Segment Start: DATA RECORDS
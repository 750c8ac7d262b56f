use serde::{Deserialize, Serialize};

use crate::errors::PipelineError;

/// User text that survived trimming. Construction is the only validation the
/// pipeline performs on raw input.
#[derive(Clone, Debug, PartialEq, Eq, Serialize, Deserialize)]
pub struct Query(String);

impl Query {
    pub fn parse(raw: &str) -> Result<Self, PipelineError> {
        let trimmed = raw.trim();
        if trimmed.is_empty() {
            return Err(PipelineError::InvalidInput("query text is empty".to_string()));
        }
        Ok(Self(trimmed.to_string()))
    }

    pub fn as_str(&self) -> &str {
        &self.0
    }
}

impl std::fmt::Display for Query {
    fn fmt(&self, f: &mut std::fmt::Formatter<'_>) -> std::fmt::Result {
        f.write_str(&self.0)
    }
}

#[derive(Clone, Debug, PartialEq, Eq, Serialize, Deserialize)]
#[serde(tag = "kind", rename_all = "snake_case")]
pub enum Intent {
    VerseRequest { topic: String },
    Conversation,
}

impl Intent {
    /// Builds a verse request, rejecting blank topics.
    pub fn verse_request(topic: &str) -> Result<Self, PipelineError> {
        let topic = topic.trim();
        if topic.is_empty() {
            return Err(PipelineError::InvalidInput(
                "classification produced neither a topic nor the conversation marker".to_string(),
            ));
        }
        Ok(Self::VerseRequest { topic: topic.to_string() })
    }

    pub fn topic(&self) -> Option<&str> {
        match self {
            Self::VerseRequest { topic } => Some(topic),
            Self::Conversation => None,
        }
    }
}

#[cfg(test)]
mod tests {
    use super::{Intent, Query};
    use crate::errors::PipelineError;

    #[test]
    fn query_is_trimmed() {
        let query = Query::parse("  Get a verse on love \n").expect("query");
        assert_eq!(query.as_str(), "Get a verse on love");
    }

    #[test]
    fn blank_query_is_an_input_error() {
        let error = Query::parse(" \t ").expect_err("blank query should fail");
        assert!(matches!(error, PipelineError::InvalidInput(_)));
    }

    #[test]
    fn verse_request_rejects_blank_topic() {
        assert!(Intent::verse_request("   ").is_err());
        assert_eq!(
            Intent::verse_request(" hope ").expect("topic").topic(),
            Some("hope"),
            "topic should be stored trimmed"
        );
    }

    #[test]
    fn conversation_has_no_topic() {
        assert_eq!(Intent::Conversation.topic(), None);
    }
}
Segment End: DATA RECORDS
**ABOUT THIS EXERCISE:** Word for word, give the whole listing again.

**RESPONSE TO THIS TASK:**
repository 750c8ac7d262b56f
use serde::{Deserialize, Serialize};

use crate::errors::PipelineError;

/// User text that survived trimming. Construction is the only validation the
/// pipeline performs on raw input.
#[derive(Clone, Debug, PartialEq, Eq, Serialize, Deserialize)]
pub struct Query(String);

impl Query {
    pub fn parse(raw: &str) -> Result<Self, PipelineError> {
        let trimmed = raw.trim();
        if trimmed.is_empty() {
            return Err(PipelineError::InvalidInput("query text is empty".to_string()));
        }
        Ok(Self(trimmed.to_string()))
    }

    pub fn as_str(&self) -> &str {
        &self.0
    }
}

impl std::fmt::Display for Query {
    fn fmt(&self, f: &mut std::fmt::Formatter<'_>) -> std::fmt::Result {
        f.write_str(&self.0)
    }
}

#[derive(Clone, Debug, PartialEq, Eq, Serialize, Deserialize)]
#[serde(tag = "kind", rename_all = "snake_case")]
pub enum Intent {
    VerseRequest { topic: String },
    Conversation,
}

impl Intent {
    /// Builds a verse request, rejecting blank topics.
    pub fn verse_request(topic: &str) -> Result<Self, PipelineError> {
        let topic = topic.trim();
        if topic.is_empty() {
            return Err(PipelineError::InvalidInput(
                "classification produced neither a topic nor the conversation marker".to_string(),
            ));
        }
        Ok(Self::VerseRequest { topic: topic.to_string() })
    }

    pub fn topic(&self) -> Option<&str> {
        match self {
            Self::VerseRequest { topic } => Some(topic),
            Self::Conversation => None,
        }
    }
}

#[cfg(test)]
mod tests {
    use super::{Intent, Query};
    use crate::errors::PipelineError;

    #[test]
    fn query_is_trimmed() {
        let query = Query::parse("  Get a verse on love \n").expect("query");
        assert_eq!(query.as_str(), "Get a verse on love");
    }

    #[test]
    fn blank_query_is_an_input_error() {
        let error = Query::parse(" \t ").expect_err("blank query should fail");
        assert!(matches!(error, PipelineError::InvalidInput(_)));
    }

    #[test]
    fn verse_request_rejects_blank_topic() {
        assert!(Intent::verse_request("   ").is_err());
        assert_eq!(
            Intent::verse_request(" hope ").expect("topic").topic(),
            Some("hope"),
            "topic should be stored trimmed"
        );
    }

    #[test]
    fn conversation_has_no_topic() {
        assert_eq!(Intent::Conversation.topic(), None);
    }
}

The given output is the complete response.